==== DATA FOR THIS EXERCISE ====
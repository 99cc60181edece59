pub mod block;
pub mod branch;
pub mod line;
pub mod program;
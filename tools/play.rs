/// Play — runs a dialogue script in the terminal.
///
/// Usage: play <script.txt> [--config <config.ron>] [--program <program.ron>]
///             [--tick-ms <n>] [--auto] [--seed <n>] [--max-steps <n>]
///
/// Controls:
///   <enter>   — next line
///   s         — skip
///   1..3      — pick a menu choice
///   q         — quit
///
/// With --auto the script plays itself, picking menu choices at random
/// from the given seed and firing timers without sleeping.

use dialogue_engine::core::engine::{Engine, EngineState, Event};
use dialogue_engine::core::host::{
    EffectSink, MenuPrompt, Navigation, Presentation, TimerService, TimerToken, TransitionSink,
};
use rand::rngs::StdRng;
use rand::{Rng, SeedableRng};
use std::io::{self, BufRead, Write};
use std::time::Duration;

fn main() {
    tracing_subscriber::fmt()
        .with_env_filter(
            tracing_subscriber::EnvFilter::try_from_default_env()
                .unwrap_or_else(|_| tracing_subscriber::EnvFilter::new("warn")),
        )
        .with_writer(io::stderr)
        .init();

    let args: Vec<String> = std::env::args().collect();

    if args.len() < 2 || args[1] == "--help" || args[1] == "-h" {
        print_usage();
        return;
    }

    let mut script_path = None;
    let mut program_path = None;
    let mut config_path = None;
    let mut tick_ms: u64 = 500;
    let mut auto = false;
    let mut seed: u64 = 42;
    let mut max_steps: usize = 1000;

    let mut i = 1;
    while i < args.len() {
        match args[i].as_str() {
            "--config" if i + 1 < args.len() => {
                i += 1;
                config_path = Some(args[i].clone());
            }
            "--program" if i + 1 < args.len() => {
                i += 1;
                program_path = Some(args[i].clone());
            }
            "--tick-ms" if i + 1 < args.len() => {
                i += 1;
                tick_ms = args[i].parse().unwrap_or(500);
            }
            "--seed" if i + 1 < args.len() => {
                i += 1;
                seed = args[i].parse().unwrap_or(42);
            }
            "--max-steps" if i + 1 < args.len() => {
                i += 1;
                max_steps = args[i].parse().unwrap_or(1000);
            }
            "--auto" => auto = true,
            other if !other.starts_with("--") && script_path.is_none() => {
                script_path = Some(other.to_string());
            }
            _ => {
                eprintln!("Unknown argument: {}", args[i]);
                print_usage();
                std::process::exit(1);
            }
        }
        i += 1;
    }

    let mut builder = Engine::builder();
    if let Some(ref path) = script_path {
        builder = builder.script_file(path);
    }
    if let Some(ref path) = program_path {
        builder = builder.program_file(path);
    }
    if let Some(ref path) = config_path {
        builder = builder.config_file(path);
    }

    let mut engine = match builder.build() {
        Ok(engine) => engine,
        Err(e) => {
            eprintln!("ERROR: {}", e);
            std::process::exit(1);
        }
    };

    println!(
        "Loaded {} blocks, {} lines",
        engine.program().len(),
        engine.program().line_count()
    );

    let mut host = TerminalHost::default();
    if auto {
        host.tick = Duration::ZERO;
        run_auto(&mut engine, &mut host, seed, max_steps);
    } else {
        host.tick = Duration::from_millis(tick_ms);
        run_interactive(&mut engine, &mut host);
    }
    engine.end_session(&mut host);
}

fn print_usage() {
    println!("Usage: play <script.txt> [--config <config.ron>] [--program <program.ron>]");
    println!("            [--tick-ms <n>] [--auto] [--seed <n>] [--max-steps <n>]");
}

fn run_interactive(engine: &mut Engine, host: &mut TerminalHost) {
    let stdin = io::stdin();
    let mut stdout = io::stdout();

    println!("<enter> next, s skip, 1-3 choose, q quit\n");

    loop {
        fire_timers(engine, host);
        if finished(engine.state()) {
            break;
        }

        print!("> ");
        let _ = stdout.flush();

        let mut input = String::new();
        match stdin.lock().read_line(&mut input) {
            Ok(0) => break,
            Ok(_) => {}
            Err(e) => {
                eprintln!("Read error: {}", e);
                break;
            }
        }

        let event = match input.trim() {
            "" => Event::Advance,
            "s" | "skip" => Event::Skip,
            "q" | "quit" | "exit" => break,
            other => match other.parse::<usize>() {
                Ok(n) if n >= 1 => Event::Choose(n - 1),
                _ => {
                    println!("Unknown input: {}", other);
                    continue;
                }
            },
        };

        if let Err(e) = engine.handle(event, host) {
            println!("ERROR: {}", e);
        }
    }

    println!("\n[session ended in state {:?}]", engine.state());
}

fn run_auto(engine: &mut Engine, host: &mut TerminalHost, seed: u64, max_steps: usize) {
    let mut rng = StdRng::seed_from_u64(seed);

    for _ in 0..max_steps {
        let before = engine.cursor();
        let event = match engine.state() {
            EngineState::Presenting => Event::Advance,
            EngineState::AwaitingChoice => {
                let slot = rng.gen_range(0..engine.menu().len());
                println!("> {}", slot + 1);
                Event::Choose(slot)
            }
            EngineState::AwaitingTimer => match host.pending.take() {
                Some((_, token)) => Event::TimerElapsed(token),
                None => break,
            },
            _ => break,
        };

        if let Err(e) = engine.handle(event, host) {
            println!("ERROR: {}", e);
            // A non-fatal error leaves the cursor in place; retrying repeats it.
            if e.is_fatal() || engine.cursor() == before {
                break;
            }
        }
    }

    println!("\n[session ended in state {:?}]", engine.state());
}

fn fire_timers(engine: &mut Engine, host: &mut TerminalHost) {
    while let Some((units, token)) = host.pending.take() {
        std::thread::sleep(host.tick.saturating_mul(u32::try_from(units).unwrap_or(u32::MAX)));
        if let Err(e) = engine.handle(Event::TimerElapsed(token), host) {
            println!("ERROR: {}", e);
        }
    }
}

fn finished(state: EngineState) -> bool {
    matches!(
        state,
        EngineState::Idle | EngineState::Exiting | EngineState::Halted
    )
}

/// Prints everything to stdout. Lines appear whole, so there is never a
/// reveal in progress to skip.
#[derive(Default)]
struct TerminalHost {
    tick: Duration,
    pending: Option<(u64, TimerToken)>,
}

impl Presentation for TerminalHost {
    fn show_line(&mut self, speaker: &str, content: &str, narrator: bool) {
        if narrator {
            println!("    {}", content);
        } else {
            println!("{}: {}", speaker, content);
        }
    }

    fn show_menu(&mut self, prompt: &MenuPrompt) {
        println!();
        for choice in &prompt.choices {
            println!("  [{}] {}", choice.slot + 1, choice.label);
        }
    }

    fn hide_menu(&mut self) {
        println!();
    }
}

impl EffectSink for TerminalHost {
    fn play_effect(&mut self, name: &str) {
        println!("  ~ sound: {}", name);
    }

    fn play_music(&mut self, name: Option<&str>) {
        match name {
            Some(name) => println!("  ~ music: {}", name),
            None => println!("  ~ music stops"),
        }
    }

    fn set_background(&mut self, name: &str) {
        println!("  ~ background: {}", name);
    }

    fn set_images(&mut self, spec: &str) {
        println!("  ~ images: {}", spec);
    }
}

impl TransitionSink for TerminalHost {
    fn fade_in(&mut self) {
        println!("  ~ fade in");
    }

    fn fade_out(&mut self) {
        println!("  ~ fade out");
    }

    fn blackout(&mut self) {
        println!("  ~ blackout");
    }

    fn clear_out(&mut self) {
        println!("  ~ clear");
    }

    fn set_hud_visible(&mut self, visible: bool) {
        println!("  ~ hud {}", if visible { "shown" } else { "hidden" });
    }
}

impl Navigation for TerminalHost {
    fn exit_to_menu(&mut self) {
        println!("\n[back to main menu]");
    }
}

impl TimerService for TerminalHost {
    fn schedule(&mut self, units: u64, token: TimerToken) {
        self.pending = Some((units, token));
    }

    fn cancel(&mut self, token: TimerToken) {
        if self.pending.map(|(_, t)| t) == Some(token) {
            self.pending = None;
        }
    }
}
impl Engine {
    pub fn builder() -> EngineBuilder {
        EngineBuilder {
            script_path: None,
            script_text: None,
            program_path: None,
            program: None,
            config_path: None,
            config: None,
        }
    }

    /// A session over `program` with the default configuration.
    pub fn new(program: impl Into<Arc<Program>>) -> Engine {
        Self::from_parts(program.into(), EngineConfig::default(), CommandTable::standard())
    }

    fn from_parts(program: Arc<Program>, config: EngineConfig, commands: CommandTable) -> Engine {
        let state = if program.is_empty() {
            EngineState::Idle
        } else {
            EngineState::Presenting
        };
        Engine {
            program,
            config,
            commands,
            cursor: Cursor::default(),
            state,
            menu: Vec::new(),
            session: NEXT_SESSION.fetch_add(1, Ordering::Relaxed),
            timer_sequence: 0,
            pending_timer: None,
            live: true,
        }
    }

    pub fn state(&self) -> EngineState {
        self.state
    }

    pub fn cursor(&self) -> Cursor {
        self.cursor
    }

    pub fn current_block(&self) -> usize {
        self.cursor.block
    }

    /// True while a `wait` is outstanding.
    pub fn is_paused(&self) -> bool {
        self.state == EngineState::AwaitingTimer
    }

    /// False once the session has been ended.
    pub fn is_live(&self) -> bool {
        self.live
    }

    pub fn program(&self) -> &Arc<Program> {
        &self.program
    }

    pub fn config(&self) -> &EngineConfig {
        &self.config
    }

    /// Options of the menu currently on screen, if any.
    pub fn menu(&self) -> &[MenuOption] {
        &self.menu
    }

    pub fn pending_timer(&self) -> Option<TimerToken> {
        self.pending_timer
    }

    /// Handle one external event and report the resulting state.
    pub fn handle<H: Host>(
        &mut self,
        event: Event,
        host: &mut H,
    ) -> Result<EngineState, EngineError> {
        match event {
            Event::Advance => self.advance(host),
            Event::Skip => self.skip(host),
            Event::Choose(slot) => self.choose(slot, host),
            Event::TimerElapsed(token) => self.timer_elapsed(token, host),
        }
    }

    /// Show the next line, running any commands in front of it.
    pub fn advance<H: Host>(&mut self, host: &mut H) -> Result<EngineState, EngineError> {
        if !self.live {
            return Ok(self.state);
        }
        match self.state {
            EngineState::Presenting => self.run(host)?,
            EngineState::Halted => return Err(EngineError::Halted),
            state => tracing::debug!(?state, "advance ignored"),
        }
        Ok(self.state)
    }

    /// Finish revealing the current line if the host allows it; otherwise
    /// behave exactly like [`Engine::advance`].
    pub fn skip<H: Host>(&mut self, host: &mut H) -> Result<EngineState, EngineError> {
        if self.live && host.is_revealing() && host.is_skippable() {
            host.skip_reveal();
            return Ok(self.state);
        }
        self.advance(host)
    }

    /// Pick the menu option in `slot` and step into its target block.
    pub fn choose<H: Host>(
        &mut self,
        slot: usize,
        host: &mut H,
    ) -> Result<EngineState, EngineError> {
        if !self.live {
            return Ok(self.state);
        }
        match self.state {
            EngineState::AwaitingChoice => {}
            EngineState::Halted => return Err(EngineError::Halted),
            state => {
                tracing::debug!(?state, slot, "choice ignored outside a menu");
                return Ok(self.state);
            }
        }

        let option = self
            .menu
            .get(slot)
            .cloned()
            .ok_or(EngineError::NoSuchChoice {
                slot,
                options: self.menu.len(),
            })?;
        tracing::debug!(slot, label = %option.label, target = ?option.target, "choice selected");

        host.hide_menu();
        self.menu.clear();
        self.jump(option.target, host)?;
        if self.state == EngineState::Presenting {
            self.run(host)?;
        }
        Ok(self.state)
    }

    /// Resume after a `wait`. Tokens that are not the outstanding one are
    /// ignored, as is everything after the session ended.
    pub fn timer_elapsed<H: Host>(
        &mut self,
        token: TimerToken,
        host: &mut H,
    ) -> Result<EngineState, EngineError> {
        if !self.live || self.pending_timer != Some(token) {
            tracing::debug!(?token, "stale timer ignored");
            return Ok(self.state);
        }
        self.pending_timer = None;
        self.state = EngineState::Presenting;
        self.run(host)?;
        Ok(self.state)
    }

    /// Tear the session down. Cancels an outstanding timer; later events
    /// are no-ops.
    pub fn end_session<H: Host>(&mut self, host: &mut H) {
        if !self.live {
            return;
        }
        self.cancel_timer(host);
        self.menu.clear();
        self.live = false;
        tracing::debug!(session = self.session, "session ended");
    }

    /// Step through lines until one is shown, a wait starts, or the block
    /// runs out.
    fn run<H: Host>(&mut self, host: &mut H) -> Result<(), EngineError> {
        let program = Arc::clone(&self.program);
        loop {
            let block = match program.block(self.cursor.block) {
                Some(block) => block,
                None => {
                    return Err(self.halt(EngineError::InvalidTarget {
                        block: self.cursor.block,
                        target: self.cursor.block,
                        blocks: program.len(),
                    }))
                }
            };

            let Some(line) = block.lines.get(self.cursor.line) else {
                return self.finish_block(block, host);
            };

            match line {
                Line::Spoken { speaker, content } => {
                    let narrator = self.config.is_narrator(speaker);
                    host.show_line(speaker, content, narrator);
                    self.cursor.line += 1;
                    if self.cursor.line >= block.len() {
                        return self.finish_block(block, host);
                    }
                    return Ok(());
                }
                Line::Command { name, argument } => {
                    let command = self.resolve_command(name, argument)?;
                    self.cursor.line += 1;
                    self.dispatch(&command, host);
                    if command.kind().is_suspending() {
                        return Ok(());
                    }
                }
            }
        }
    }

    fn resolve_command(&self, name: &str, argument: &str) -> Result<Command, EngineError> {
        let Cursor { block, line } = self.cursor;
        self.commands
            .resolve(name, argument)
            .map_err(|source| {
                tracing::warn!(block, line, error = %source, "command not executed");
                match source {
                    CommandError::Unknown(name) => EngineError::UnknownCommand { block, line, name },
                    source => EngineError::InvalidArgument {
                        block,
                        line,
                        source,
                    },
                }
            })
    }

    fn dispatch<H: Host>(&mut self, command: &Command, host: &mut H) {
        tracing::debug!(?command, block = self.cursor.block, "dispatching command");
        match command {
            Command::ChangeBackground(name) => host.set_background(name),
            Command::PlaySound(name) => host.play_effect(name),
            Command::PlayMusic(name) => host.play_music(name.as_deref()),
            Command::SetImages(spec) => host.set_images(spec),
            Command::FadeIn => host.fade_in(),
            Command::FadeOut => host.fade_out(),
            Command::Blackout => host.blackout(),
            Command::ClearOut => host.clear_out(),
            Command::HideHud => host.set_hud_visible(false),
            Command::ShowHud => host.set_hud_visible(true),
            Command::Wait(units) => self.suspend(*units, host),
        }
    }

    fn suspend<H: Host>(&mut self, units: u64, host: &mut H) {
        self.timer_sequence += 1;
        let token = TimerToken {
            session: self.session,
            sequence: self.timer_sequence,
        };
        tracing::debug!(units, ?token, "waiting on timer");
        self.pending_timer = Some(token);
        self.state = EngineState::AwaitingTimer;
        host.schedule(units, token);
    }

    fn cancel_timer<H: Host>(&mut self, host: &mut H) {
        if let Some(token) = self.pending_timer.take() {
            host.cancel(token);
        }
    }

    /// Resolve the branch of an exhausted block.
    fn finish_block<H: Host>(&mut self, block: &Block, host: &mut H) -> Result<(), EngineError> {
        let index = self.cursor.block;
        let spec = resolve(&block.branch_spec).map_err(|source| {
            self.halt(EngineError::Branch {
                block: index,
                source,
            })
        })?;

        match spec {
            BranchSpec::Empty => {
                tracing::debug!(block = index, "dialogue idle");
                self.state = EngineState::Idle;
            }
            BranchSpec::DirectJump(target) => {
                tracing::debug!(block = index, ?target, "direct jump");
                self.jump(target, host)?;
            }
            BranchSpec::Menu(options) => {
                for option in &options {
                    if let JumpTarget::Block(target) = option.target {
                        self.check_target(target)?;
                    }
                }
                let narrator_context = block
                    .last_speaker()
                    .map_or(false, |speaker| self.config.is_narrator(speaker));
                let prompt = MenuPrompt {
                    choices: options
                        .iter()
                        .enumerate()
                        .map(|(slot, option)| MenuChoice {
                            label: option.label.clone(),
                            slot,
                        })
                        .collect(),
                    narrator_context,
                };
                tracing::debug!(block = index, options = options.len(), "presenting menu");
                host.show_menu(&prompt);
                self.menu = options;
                self.state = EngineState::AwaitingChoice;
            }
        }
        Ok(())
    }

    fn jump<H: Host>(&mut self, target: JumpTarget, host: &mut H) -> Result<(), EngineError> {
        match target {
            JumpTarget::ExitToMenu => {
                tracing::debug!(block = self.cursor.block, "exiting to menu");
                self.cancel_timer(host);
                self.state = EngineState::Exiting;
                host.exit_to_menu();
            }
            JumpTarget::Block(index) => {
                self.check_target(index)?;
                self.cursor = Cursor {
                    block: index,
                    line: 0,
                };
                self.state = EngineState::Presenting;
            }
        }
        Ok(())
    }

    fn check_target(&mut self, target: usize) -> Result<(), EngineError> {
        if target < self.program.len() {
            return Ok(());
        }
        Err(self.halt(EngineError::InvalidTarget {
            block: self.cursor.block,
            target,
            blocks: self.program.len(),
        }))
    }

    fn halt(&mut self, error: EngineError) -> EngineError {
        tracing::error!(%error, block = self.cursor.block, "fatal script error");
        self.state = EngineState::Halted;
        self.menu.clear();
        error
    }
}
====
# WORK TO BE COMPLETED
Where the data above reaches the line holding "pub fn config(&self)", begin printing, and stop after the line holding "pub fn skip<H: Host>(&mut". Each line must be reproduced exactly, with nothing else added.

# PROBLEM SOLUTION
    pub fn config(&self) -> &EngineConfig {
        &self.config
    }

    /// Options of the menu currently on screen, if any.
    pub fn menu(&self) -> &[MenuOption] {
        &self.menu
    }

    pub fn pending_timer(&self) -> Option<TimerToken> {
        self.pending_timer
    }

    /// Handle one external event and report the resulting state.
    pub fn handle<H: Host>(
        &mut self,
        event: Event,
        host: &mut H,
    ) -> Result<EngineState, EngineError> {
        match event {
            Event::Advance => self.advance(host),
            Event::Skip => self.skip(host),
            Event::Choose(slot) => self.choose(slot, host),
            Event::TimerElapsed(token) => self.timer_elapsed(token, host),
        }
    }

    /// Show the next line, running any commands in front of it.
    pub fn advance<H: Host>(&mut self, host: &mut H) -> Result<EngineState, EngineError> {
        if !self.live {
            return Ok(self.state);
        }
        match self.state {
            EngineState::Presenting => self.run(host)?,
            EngineState::Halted => return Err(EngineError::Halted),
            state => tracing::debug!(?state, "advance ignored"),
        }
        Ok(self.state)
    }

    /// Finish revealing the current line if the host allows it; otherwise
    /// behave exactly like [`Engine::advance`].
    pub fn skip<H: Host>(&mut self, host: &mut H) -> Result<EngineState, EngineError> {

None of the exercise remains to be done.